For example, the user says that "I want to buy subway tickets from the river to the Suzhou street", the microphone array can strengthen the voice of the speaking direction of the user mouth and restrain the speaking direction of the non-user mouth, so that the voice data of "I want to buy subway tickets from the river to the Suzhou street" received by the device is clearer, the noise is smaller, and the accuracy of voice data identification can be improved.

Scenario 2:

the method comprises the steps of detecting that a person faces a ticket vending machine, determining the time length of the person facing the ticket vending machine, and determining that a user has ticket buying intention under the condition that the time length reaches a preset time length.

The user may be triggered to establish voice interaction with the user, for example, the user may be guided by voice or video, such as buying a ticket, or may be actively asking "you good, please ask you where to buy a subway ticket". After that, the microphone array can be controlled to strengthen the voice of the speaking direction of the user mouth and inhibit the speaking direction of the non-user mouth, so that the reply voice of the user received by the equipment is clearer, the noise is smaller, and the accuracy of voice data recognition can be improved.

Taking a conversation under different inquiry scenes as an example when purchasing subway tickets, the following description is made:

session one (fast ticket purchasing process):

before the user walks to the ticket vending machine at the offshore railway station, the camera of the ticket vending machine captures that someone faces the equipment, the stay time exceeds the preset time, the intention of the user to purchase tickets by using the equipment can be determined, at the moment, the ticket vending machine can actively trigger a ticket purchasing process to inquire the user, so that the user is not required to wake up, and the learning process of the user on the equipment is avoided. For example:

ticket vending machine: you get, ask me your destination and number; (this call and question-answer approach may be preset by dialog management).

The user: i want a ticket to the people square;

after the ticket vending machine obtains a ticket which is sent by a user and is about to be sent to a people square, the voice data can be identified, firstly, voice identification is carried out, the content carried by the voice is identified, and then semantic identification is carried out, and the intention and the carried information of the voice are identified. Further, the identified content may be sent to session management, which determines that the "destination" and "number of sheets" information has been carried therein, and thus, that the information required for buying the ticket has been satisfied. Based on this, it can be determined that the content of the next session is the amount that tells the user to pay.

Ticket vending machine can display, or voice broadcast: (ticket details) total 5 yuan, please sweep code payment.

The user replies APP through paying treasures etc. and sweeps the sign indicating number and pays the ticket money, under the condition that confirm that the ticket money has paid, ticket machine can carry out the flow of drawing a bill, draws a ticket to the subway ticket of people's square.

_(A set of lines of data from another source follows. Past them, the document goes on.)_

//! Key-value store contract and SQLite implementation.
//!
//! # Responsibility
//! - Provide raw string get/set/remove over `kv_entries`.
//! - Layer typed JSON load/save helpers on top of any store.
//!
//! # Invariants
//! - `set_raw` is an upsert; a key holds at most one value.
//! - `load_json` never fails on bad payloads, `load_json_strict` does.

use crate::db::DbError;
use log::warn;
use rusqlite::{params, Connection, OptionalExtension};
use serde::de::DeserializeOwned;
use serde::Serialize;
use std::error::Error;
use std::fmt::{Display, Formatter};

pub type StoreResult<T> = Result<T, StoreError>;

/// Store-layer error for transport and payload failures.
#[derive(Debug)]
pub enum StoreError {
    Db(DbError),
    /// Persisted blob under `key` is not valid JSON for the requested type.
    Corrupt {
        key: String,
        message: String,
    },
    Serialize {
        key: String,
        message: String,
    },
}

impl Display for StoreError {
    fn fmt(&self, f: &mut Formatter<'_>) -> std::fmt::Result {
        match self {
            Self::Db(err) => write!(f, "{err}"),
            Self::Corrupt { key, message } => {
                write!(f, "stored value under `{key}` is invalid: {message}")
            }
            Self::Serialize { key, message } => {
                write!(f, "failed to serialize value for `{key}`: {message}")
            }
        }
    }
}

impl Error for StoreError {
    fn source(&self) -> Option<&(dyn Error + 'static)> {
        match self {
            Self::Db(err) => Some(err),
            Self::Corrupt { .. } | Self::Serialize { .. } => None,
        }
    }
}

impl From<DbError> for StoreError {
    fn from(value: DbError) -> Self {
        Self::Db(value)
    }
}

impl From<rusqlite::Error> for StoreError {
    fn from(value: rusqlite::Error) -> Self {
        Self::Db(DbError::Sqlite(value))
    }
}

/// Raw string key-value storage.
pub trait KeyValueStore {
    fn get_raw(&self, key: &str) -> StoreResult<Option<String>>;
    fn set_raw(&self, key: &str, value: &str) -> StoreResult<()>;
    /// Returns whether a value was present.
    fn remove(&self, key: &str) -> StoreResult<bool>;
    /// Returns all keys in ascending order.
    fn keys(&self) -> StoreResult<Vec<String>>;
}

impl<T: KeyValueStore + ?Sized> KeyValueStore for &T {
    fn get_raw(&self, key: &str) -> StoreResult<Option<String>> {
        (**self).get_raw(key)
    }

    fn set_raw(&self, key: &str, value: &str) -> StoreResult<()> {
        (**self).set_raw(key, value)
    }

    fn remove(&self, key: &str) -> StoreResult<bool> {
        (**self).remove(key)
    }

    fn keys(&self) -> StoreResult<Vec<String>> {
        (**self).keys()
    }
}

/// Typed JSON helpers available on every [`KeyValueStore`].
pub trait JsonStore: KeyValueStore {
    /// Loads `key` as `T`, falling back to `default` when missing or corrupt.
    ///
    /// Transport errors still propagate.
    fn load_json<T: DeserializeOwned>(&self, key: &str, default: T) -> StoreResult<T> {
        match self.load_json_strict(key) {
            Ok(Some(value)) => Ok(value),
            Ok(None) => Ok(default),
            Err(StoreError::Corrupt { key, message }) => {
                warn!(
                    "event=store_load module=store status=fallback key={} reason=corrupt_payload detail={}",
                    key,
                    message.replace(['\n', '\r'], " ")
                );
                Ok(default)
            }
            Err(err) => Err(err),
        }
    }

    /// Loads `key` as `T`, surfacing corrupt payloads as errors.
    fn load_json_strict<T: DeserializeOwned>(&self, key: &str) -> StoreResult<Option<T>> {
        let Some(raw) = self.get_raw(key)? else {
            return Ok(None);
        };
        serde_json::from_str(&raw)
            .map(Some)
            .map_err(|err| StoreError::Corrupt {
                key: key.to_string(),
                message: err.to_string(),
            })
    }

    fn save_json<T: Serialize + ?Sized>(&self, key: &str, value: &T) -> StoreResult<()> {
        let raw = serde_json::to_string(value).map_err(|err| StoreError::Serialize {
            key: key.to_string(),
            message: err.to_string(),
        })?;
        self.set_raw(key, &raw)
    }
}

impl<S: KeyValueStore + ?Sized> JsonStore for S {}

/// SQLite-backed key-value store.
#[derive(Clone, Copy)]
pub struct SqliteKvStore<'conn> {
    conn: &'conn Connection,
}

impl<'conn> SqliteKvStore<'conn> {
    pub fn new(conn: &'conn Connection) -> Self {
        Self { conn }
    }
}

impl KeyValueStore for SqliteKvStore<'_> {
    fn get_raw(&self, key: &str) -> StoreResult<Option<String>> {
        let value = self
            .conn
            .query_row(
                "SELECT value FROM kv_entries WHERE key = ?1;",
                params![key],
                |row| row.get::<_, String>(0),
            )
            .optional()?;
        Ok(value)
    }

    fn set_raw(&self, key: &str, value: &str) -> StoreResult<()> {
        self.conn.execute(
            "INSERT INTO kv_entries (key, value) VALUES (?1, ?2)
             ON CONFLICT(key) DO UPDATE SET
                value = excluded.value,
                updated_at = (strftime('%s', 'now') * 1000);",
            params![key, value],
        )?;
        Ok(())
    }

    fn remove(&self, key: &str) -> StoreResult<bool> {
        let changed = self
            .conn
            .execute("DELETE FROM kv_entries WHERE key = ?1;", params![key])?;
        Ok(changed > 0)
    }

    fn keys(&self) -> StoreResult<Vec<String>> {
        let mut stmt = self
            .conn
            .prepare("SELECT key FROM kv_entries ORDER BY key ASC;")?;
        let rows = stmt.query_map([], |row| row.get::<_, String>(0))?;
        let mut keys = Vec::new();
        for key in rows {
            keys.push(key?);
        }
        Ok(keys)
    }
}
fn ensure_not_far_future(date: NaiveDate, today: NaiveDate) -> Result<(), TransactionValidationError> {
    let limit = today.checked_add_months(Months::new(12)).unwrap_or(NaiveDate::MAX);
    if date > limit {
        return Err(TransactionValidationError::DateTooFarInFuture(date));
    }
    Ok(())
}
//! Transaction list filtering, sorting and date grouping.

use crate::model::period::MonthKey;
use crate::model::transaction::{Transaction, TransactionKind};
use chrono::NaiveDate;
use std::cmp::Ordering;
use std::str::FromStr;

/// List ordering; ties keep insertion order.
#[derive(Debug, Clone, Copy, Default, PartialEq, Eq)]
pub enum SortMode {
    #[default]
    DateDesc,
    DateAsc,
    AmountDesc,
    AmountAsc,
}

impl SortMode {
    pub fn as_str(self) -> &'static str {
        match self {
            Self::DateDesc => "date_desc",
            Self::DateAsc => "date_asc",
            Self::AmountDesc => "amount_desc",
            Self::AmountAsc => "amount_asc",
        }
    }

    fn compare(self, a: &Transaction, b: &Transaction) -> Ordering {
        match self {
            Self::DateDesc => b.date.cmp(&a.date),
            Self::DateAsc => a.date.cmp(&b.date),
            Self::AmountDesc => b.amount.total_cmp(&a.amount),
            Self::AmountAsc => a.amount.total_cmp(&b.amount),
        }
    }
}

impl FromStr for SortMode {
    type Err = String;

    fn from_str(value: &str) -> Result<Self, Self::Err> {
        match value.trim() {
            "" | "date_desc" => Ok(Self::DateDesc),
            "date_asc" => Ok(Self::DateAsc),
            "amount_desc" => Ok(Self::AmountDesc),
            "amount_asc" => Ok(Self::AmountAsc),
            other => Err(format!(
                "unsupported sort mode `{other}`; expected date_desc|date_asc|amount_desc|amount_asc"
            )),
        }
    }
}

/// Optional range/type constraints layered on top of the month view.
#[derive(Debug, Clone, Default, PartialEq)]
pub struct AdvancedFilters {
    pub min_amount: Option<f64>,
    pub max_amount: Option<f64>,
    pub start_date: Option<NaiveDate>,
    pub end_date: Option<NaiveDate>,
    /// Empty means any category.
    pub categories: Vec<String>,
    pub kind: Option<TransactionKind>,
}

impl AdvancedFilters {
    pub fn is_empty(&self) -> bool {
        *self == Self::default()
    }

    fn matches(&self, tx: &Transaction) -> bool {
        self.min_amount.map_or(true, |min| tx.amount >= min)
            && self.max_amount.map_or(true, |max| tx.amount <= max)
            && self.start_date.map_or(true, |start| tx.date >= start)
            && self.end_date.map_or(true, |end| tx.date <= end)
            && (self.categories.is_empty() || self.categories.iter().any(|c| *c == tx.category))
            && self.kind.map_or(true, |kind| tx.kind == kind)
    }
}

/// Month view filter: selected month plus search/category/advanced criteria.
#[derive(Debug, Clone, PartialEq)]
pub struct TransactionFilter {
    pub month: MonthKey,
    pub search: String,
    pub category: Option<String>,
    pub advanced: AdvancedFilters,
}

impl TransactionFilter {
    pub fn for_month(month: MonthKey) -> Self {
        Self {
            month,
            search: String::new(),
            category: None,
            advanced: AdvancedFilters::default(),
        }
    }

    pub fn with_search(mut self, search: impl Into<String>) -> Self {
        self.search = search.into();
        self
    }

    pub fn with_category(mut self, category: impl Into<String>) -> Self {
        let category = category.into();
        self.category = (!category.trim().is_empty()).then_some(category);
        self
    }

    pub fn with_advanced(mut self, advanced: AdvancedFilters) -> Self {
        self.advanced = advanced;
        self
    }

    pub fn matches(&self, tx: &Transaction) -> bool {
        self.month.contains(tx.date)
            && matches_search(tx, &self.search)
            && self
                .category
                .as_deref()
                .map_or(true, |category| tx.category == category)
            && self.advanced.matches(tx)
    }
}

/// Case-insensitive substring match over description, category and type label.
pub fn matches_search(tx: &Transaction, search: &str) -> bool {
    let term = search.trim().to_lowercase();
    if term.is_empty() {
        return true;
    }
    tx.description.to_lowercase().contains(&term)
        || tx.category.to_lowercase().contains(&term)
        || tx.kind.label().to_lowercase().contains(&term)
}

/// Sorts references in place; stable for equal keys.
pub fn sort_transactions(items: &mut [&Transaction], mode: SortMode) {
    items.sort_by(|a, b| mode.compare(a, b));
}

/// Filters then sorts.
pub fn filter_transactions<'a>(
    transactions: &'a [Transaction],
    filter: &TransactionFilter,
    mode: SortMode,
) -> Vec<&'a Transaction> {
    let mut items = transactions
        .iter()
        .filter(|tx| filter.matches(tx))
        .collect::<Vec<_>>();
    sort_transactions(&mut items, mode);
    items
}

/// Consecutive run of items sharing one date, in display order.
#[derive(Debug, Clone, PartialEq)]
pub struct DateGroup<'a> {
    pub date: NaiveDate,
    pub items: Vec<&'a Transaction>,
}

/// Inserts a header whenever the date changes between neighbours.
pub fn group_by_date<'a>(items: &[&'a Transaction]) -> Vec<DateGroup<'a>> {
    let mut groups: Vec<DateGroup<'a>> = Vec::new();
    for tx in items {
        match groups.last_mut() {
            Some(group) if group.date == tx.date => group.items.push(tx),
            _ => groups.push(DateGroup {
                date: tx.date,
                items: vec![tx],
            }),
        }
    }
    groups
}

#[cfg(test)]
mod tests {
    use super::{filter_transactions, group_by_date, AdvancedFilters, SortMode, TransactionFilter};
    use crate::model::period::MonthKey;
    use crate::model::transaction::{Transaction, TransactionKind};
    use chrono::NaiveDate;

    fn day(d: u32) -> NaiveDate {
        NaiveDate::from_ymd_opt(2024, 4, d).unwrap()
    }

    fn sample() -> Vec<Transaction> {
        vec![
            Transaction::new("Aluguel", 1500.0, TransactionKind::Expense, day(5), "Moradia"),
            Transaction::new("Salário", 5000.0, TransactionKind::Income, day(5), "Trabalho"),
            Transaction::new("Cinema", 40.0, TransactionKind::Expense, day(12), "Lazer"),
            Transaction::new(
                "Março",
                10.0,
                TransactionKind::Expense,
                NaiveDate::from_ymd_opt(2024, 3, 31).unwrap(),
                "Lazer",
            ),
        ]
    }

    #[test]
    fn month_filter_excludes_other_months_and_sorts_by_date_desc() {
        let txs = sample();
        let filter = TransactionFilter::for_month(MonthKey::new(2024, 4).unwrap());
        let items = filter_transactions(&txs, &filter, SortMode::default());

        let names = items.iter().map(|tx| tx.description.as_str()).collect::<Vec<_>>();
        assert_eq!(names, vec!["Cinema", "Aluguel", "Salário"]);
    }

    #[test]
    fn search_matches_type_label_and_category() {
        let txs = sample();
        let month = MonthKey::new(2024, 4).unwrap();

        let receita = filter_transactions(
            &txs,
            &TransactionFilter::for_month(month).with_search("RECEITA"),
            SortMode::AmountAsc,
        );
        assert_eq!(receita.len(), 1);
        assert_eq!(receita[0].description, "Salário");

        let lazer = filter_transactions(
            &txs,
            &TransactionFilter::for_month(month).with_category("Lazer"),
            SortMode::AmountAsc,
        );
        assert_eq!(lazer.len(), 1);
    }

    #[test]
    fn advanced_filters_apply_amount_range_and_kind() {
        let txs = sample();
        let filter = TransactionFilter::for_month(MonthKey::new(2024, 4).unwrap()).with_advanced(
            AdvancedFilters {
                min_amount: Some(100.0),
                kind: Some(TransactionKind::Expense),
                ..AdvancedFilters::default()
            },
        );
        let items = filter_transactions(&txs, &filter, SortMode::AmountDesc);
        assert_eq!(items.len(), 1);
        assert_eq!(items[0].description, "Aluguel");
    }

    #[test]
    fn group_by_date_starts_new_group_on_date_change() {
        let txs = sample();
        let filter = TransactionFilter::for_month(MonthKey::new(2024, 4).unwrap());
        let items = filter_transactions(&txs, &filter, SortMode::DateAsc);
        let groups = group_by_date(&items);

        assert_eq!(groups.len(), 2);
        assert_eq!(groups[0].date, day(5));
        assert_eq!(groups[0].items.len(), 2);
        assert_eq!(groups[1].items[0].description, "Cinema");
    }
}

Session two (ticket purchasing process requiring inquiry of number of sheets):

before the user walks to the ticket vending machine at the offshore railway station, the camera of the ticket vending machine captures that someone faces the equipment, the stay time exceeds the preset time, the intention of the user to purchase tickets by using the equipment can be determined, at the moment, the ticket vending machine can actively trigger a ticket purchasing process to inquire the user, so that the user is not required to wake up, and the learning process of the user on the equipment is avoided. For example:

ticket vending machine: you get, ask me your destination and number;

the user: i want to go to people squares;

after acquiring 'I want to get to people square' sent by a user, the ticket vending machine can recognize the voice data, firstly, the voice recognition is carried out to recognize the content carried by the voice, and then the semantic recognition is carried out to recognize the intention and the carried information of the voice. Further, the identified content can be sent to dialogue management, and the dialogue management determines that the voice information only carries 'destination' information and lacks 'number' information, so that the dialogue management can be called to generate a next question to the user to inquire the required number of sheets.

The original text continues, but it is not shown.